[DIRECTIONS]: Copy each line of the listing that includes "AppError".

[DATA FOR THE TASK]:
--- START ---

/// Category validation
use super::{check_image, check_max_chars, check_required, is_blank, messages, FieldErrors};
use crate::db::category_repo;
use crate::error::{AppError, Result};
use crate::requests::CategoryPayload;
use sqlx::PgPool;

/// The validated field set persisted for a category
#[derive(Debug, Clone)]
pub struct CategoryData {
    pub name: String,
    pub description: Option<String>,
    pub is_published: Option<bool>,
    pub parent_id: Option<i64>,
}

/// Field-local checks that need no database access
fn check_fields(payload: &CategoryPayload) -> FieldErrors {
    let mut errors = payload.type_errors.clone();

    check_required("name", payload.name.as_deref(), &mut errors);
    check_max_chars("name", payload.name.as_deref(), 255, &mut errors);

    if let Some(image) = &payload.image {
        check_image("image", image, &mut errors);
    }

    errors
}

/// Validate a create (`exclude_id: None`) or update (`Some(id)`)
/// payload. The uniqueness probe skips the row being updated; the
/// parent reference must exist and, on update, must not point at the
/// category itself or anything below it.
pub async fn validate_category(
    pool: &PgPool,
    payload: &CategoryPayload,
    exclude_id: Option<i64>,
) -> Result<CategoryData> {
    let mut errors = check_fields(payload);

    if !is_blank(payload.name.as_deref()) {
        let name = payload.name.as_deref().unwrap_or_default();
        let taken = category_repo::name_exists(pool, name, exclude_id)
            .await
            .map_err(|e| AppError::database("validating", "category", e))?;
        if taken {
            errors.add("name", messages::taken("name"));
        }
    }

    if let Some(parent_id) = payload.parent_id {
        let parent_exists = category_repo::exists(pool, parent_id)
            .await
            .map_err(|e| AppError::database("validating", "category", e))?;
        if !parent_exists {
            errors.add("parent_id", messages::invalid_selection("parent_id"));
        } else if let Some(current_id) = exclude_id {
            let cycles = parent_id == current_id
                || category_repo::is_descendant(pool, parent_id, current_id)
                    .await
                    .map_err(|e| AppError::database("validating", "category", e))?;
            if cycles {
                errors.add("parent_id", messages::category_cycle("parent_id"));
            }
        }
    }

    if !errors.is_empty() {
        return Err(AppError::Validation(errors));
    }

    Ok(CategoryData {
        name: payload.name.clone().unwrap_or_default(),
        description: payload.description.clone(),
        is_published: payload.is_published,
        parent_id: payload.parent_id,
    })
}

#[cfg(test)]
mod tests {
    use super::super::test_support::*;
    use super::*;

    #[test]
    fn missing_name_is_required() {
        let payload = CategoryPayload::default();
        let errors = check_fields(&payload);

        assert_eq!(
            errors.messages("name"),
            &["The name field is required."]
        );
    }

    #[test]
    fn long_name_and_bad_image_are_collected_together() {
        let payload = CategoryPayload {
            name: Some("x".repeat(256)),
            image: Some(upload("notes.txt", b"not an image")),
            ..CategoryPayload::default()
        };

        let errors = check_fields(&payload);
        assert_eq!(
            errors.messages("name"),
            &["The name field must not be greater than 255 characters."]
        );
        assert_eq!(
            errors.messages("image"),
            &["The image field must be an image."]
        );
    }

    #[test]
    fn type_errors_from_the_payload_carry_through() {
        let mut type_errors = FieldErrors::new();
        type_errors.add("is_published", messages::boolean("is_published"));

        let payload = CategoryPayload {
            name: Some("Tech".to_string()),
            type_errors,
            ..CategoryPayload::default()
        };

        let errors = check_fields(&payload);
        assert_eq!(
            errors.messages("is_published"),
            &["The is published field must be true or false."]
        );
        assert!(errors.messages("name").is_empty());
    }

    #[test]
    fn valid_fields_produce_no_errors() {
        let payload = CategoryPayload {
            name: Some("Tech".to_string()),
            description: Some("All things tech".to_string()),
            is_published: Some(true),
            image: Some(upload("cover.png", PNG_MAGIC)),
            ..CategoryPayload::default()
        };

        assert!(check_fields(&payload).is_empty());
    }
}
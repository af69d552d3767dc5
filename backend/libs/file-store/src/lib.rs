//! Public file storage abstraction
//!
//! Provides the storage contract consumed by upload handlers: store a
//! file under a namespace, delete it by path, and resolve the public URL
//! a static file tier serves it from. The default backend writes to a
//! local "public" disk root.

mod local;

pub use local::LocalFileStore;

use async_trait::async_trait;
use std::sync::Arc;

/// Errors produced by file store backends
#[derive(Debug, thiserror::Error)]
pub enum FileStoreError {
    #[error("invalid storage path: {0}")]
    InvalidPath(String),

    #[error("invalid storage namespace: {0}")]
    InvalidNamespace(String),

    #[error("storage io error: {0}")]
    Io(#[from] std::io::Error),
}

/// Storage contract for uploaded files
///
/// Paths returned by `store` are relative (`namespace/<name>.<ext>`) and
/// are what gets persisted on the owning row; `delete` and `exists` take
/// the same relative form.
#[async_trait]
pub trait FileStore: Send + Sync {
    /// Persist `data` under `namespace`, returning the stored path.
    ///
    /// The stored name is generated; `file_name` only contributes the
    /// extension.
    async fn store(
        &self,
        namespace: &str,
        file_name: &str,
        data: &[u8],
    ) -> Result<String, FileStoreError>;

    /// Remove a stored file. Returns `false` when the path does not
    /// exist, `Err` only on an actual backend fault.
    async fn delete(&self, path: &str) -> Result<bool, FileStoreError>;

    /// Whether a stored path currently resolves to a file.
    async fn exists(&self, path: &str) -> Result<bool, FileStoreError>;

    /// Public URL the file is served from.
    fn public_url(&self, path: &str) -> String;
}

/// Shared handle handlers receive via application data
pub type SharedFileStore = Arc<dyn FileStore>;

--- END ---

[EXERCISE SOLUTION]:
use crate::error::{AppError, Result};
            .map_err(|e| AppError::database("validating", "category", e))?;
            .map_err(|e| AppError::database("validating", "category", e))?;
                    .map_err(|e| AppError::database("validating", "category", e))?;
        return Err(AppError::Validation(errors));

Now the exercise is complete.